(THE TASK):
Output exactly the lines that run from the top of the entries to the line holding "pub enum ScraperError", including both of those lines.

(STUDY MATERIAL):
>>>>
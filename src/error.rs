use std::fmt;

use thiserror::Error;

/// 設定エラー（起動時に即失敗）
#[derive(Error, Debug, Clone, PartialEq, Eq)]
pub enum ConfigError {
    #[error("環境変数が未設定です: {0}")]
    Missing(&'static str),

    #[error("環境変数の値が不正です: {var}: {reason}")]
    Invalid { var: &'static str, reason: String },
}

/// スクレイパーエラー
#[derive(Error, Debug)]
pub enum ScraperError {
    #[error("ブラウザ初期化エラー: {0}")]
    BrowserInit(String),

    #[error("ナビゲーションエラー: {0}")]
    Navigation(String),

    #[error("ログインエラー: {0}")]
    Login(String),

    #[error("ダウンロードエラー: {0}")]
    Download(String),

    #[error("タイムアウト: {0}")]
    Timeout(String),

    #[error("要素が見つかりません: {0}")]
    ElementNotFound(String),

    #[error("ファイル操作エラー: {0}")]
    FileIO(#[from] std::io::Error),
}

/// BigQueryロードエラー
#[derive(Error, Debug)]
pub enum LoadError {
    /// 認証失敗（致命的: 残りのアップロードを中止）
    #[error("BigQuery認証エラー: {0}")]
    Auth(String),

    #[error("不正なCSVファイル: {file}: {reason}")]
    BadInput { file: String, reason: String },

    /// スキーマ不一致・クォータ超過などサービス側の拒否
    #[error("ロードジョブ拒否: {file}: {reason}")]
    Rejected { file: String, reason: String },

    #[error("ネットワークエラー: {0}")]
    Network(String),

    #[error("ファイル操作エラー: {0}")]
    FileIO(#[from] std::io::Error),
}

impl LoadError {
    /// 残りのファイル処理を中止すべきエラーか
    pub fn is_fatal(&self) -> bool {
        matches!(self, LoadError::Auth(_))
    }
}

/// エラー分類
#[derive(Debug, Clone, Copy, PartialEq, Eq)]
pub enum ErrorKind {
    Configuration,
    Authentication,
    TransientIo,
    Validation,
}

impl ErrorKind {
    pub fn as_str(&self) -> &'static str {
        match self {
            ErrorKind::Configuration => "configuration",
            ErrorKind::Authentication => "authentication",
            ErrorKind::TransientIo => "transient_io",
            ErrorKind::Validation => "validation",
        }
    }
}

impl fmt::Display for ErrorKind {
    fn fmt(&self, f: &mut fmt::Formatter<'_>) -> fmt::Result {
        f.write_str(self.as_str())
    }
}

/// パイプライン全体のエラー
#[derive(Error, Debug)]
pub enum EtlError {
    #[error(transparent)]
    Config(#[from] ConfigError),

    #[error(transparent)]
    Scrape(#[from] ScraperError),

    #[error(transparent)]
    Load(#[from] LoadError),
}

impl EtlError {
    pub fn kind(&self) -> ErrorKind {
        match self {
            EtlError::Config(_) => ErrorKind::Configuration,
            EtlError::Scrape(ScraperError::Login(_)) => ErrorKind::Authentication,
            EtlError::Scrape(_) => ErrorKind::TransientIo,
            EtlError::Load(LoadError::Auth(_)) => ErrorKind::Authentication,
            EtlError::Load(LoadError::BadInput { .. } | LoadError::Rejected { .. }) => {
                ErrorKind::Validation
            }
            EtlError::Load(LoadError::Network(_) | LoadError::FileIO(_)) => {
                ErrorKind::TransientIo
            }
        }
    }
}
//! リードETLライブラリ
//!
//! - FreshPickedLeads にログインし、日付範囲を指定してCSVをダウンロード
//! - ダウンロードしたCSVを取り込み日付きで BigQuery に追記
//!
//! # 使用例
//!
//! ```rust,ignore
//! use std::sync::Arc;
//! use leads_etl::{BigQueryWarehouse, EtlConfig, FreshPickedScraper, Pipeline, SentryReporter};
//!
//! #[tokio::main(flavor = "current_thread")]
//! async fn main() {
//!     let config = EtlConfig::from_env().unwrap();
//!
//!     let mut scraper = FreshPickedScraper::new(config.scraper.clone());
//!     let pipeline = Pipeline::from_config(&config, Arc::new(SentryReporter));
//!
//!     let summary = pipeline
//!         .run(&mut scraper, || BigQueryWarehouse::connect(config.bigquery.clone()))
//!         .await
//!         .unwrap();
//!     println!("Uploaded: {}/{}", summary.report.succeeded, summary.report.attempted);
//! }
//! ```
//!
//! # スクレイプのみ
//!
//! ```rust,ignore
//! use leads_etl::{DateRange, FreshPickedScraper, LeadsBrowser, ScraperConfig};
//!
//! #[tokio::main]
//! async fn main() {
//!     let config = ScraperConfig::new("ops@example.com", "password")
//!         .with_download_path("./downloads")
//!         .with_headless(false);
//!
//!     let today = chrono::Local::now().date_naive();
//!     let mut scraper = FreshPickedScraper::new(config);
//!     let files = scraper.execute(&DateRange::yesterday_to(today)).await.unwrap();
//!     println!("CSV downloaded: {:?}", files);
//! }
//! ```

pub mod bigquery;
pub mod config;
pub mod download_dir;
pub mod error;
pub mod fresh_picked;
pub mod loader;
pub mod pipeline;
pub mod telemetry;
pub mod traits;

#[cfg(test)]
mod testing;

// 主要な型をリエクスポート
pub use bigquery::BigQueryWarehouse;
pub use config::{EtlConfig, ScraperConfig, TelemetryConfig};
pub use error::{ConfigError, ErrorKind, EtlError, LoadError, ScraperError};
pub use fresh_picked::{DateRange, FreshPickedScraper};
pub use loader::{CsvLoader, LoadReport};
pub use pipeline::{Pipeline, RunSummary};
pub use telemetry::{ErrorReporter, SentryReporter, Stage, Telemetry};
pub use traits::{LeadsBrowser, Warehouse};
<<<<
(RESPONSE AREA):
filename src/error.rs
use std::fmt;

use thiserror::Error;

/// 設定エラー（起動時に即失敗）
#[derive(Error, Debug, Clone, PartialEq, Eq)]
pub enum ConfigError {
    #[error("環境変数が未設定です: {0}")]
    Missing(&'static str),

    #[error("環境変数の値が不正です: {var}: {reason}")]
    Invalid { var: &'static str, reason: String },
}

/// スクレイパーエラー
#[derive(Error, Debug)]
pub enum ScraperError {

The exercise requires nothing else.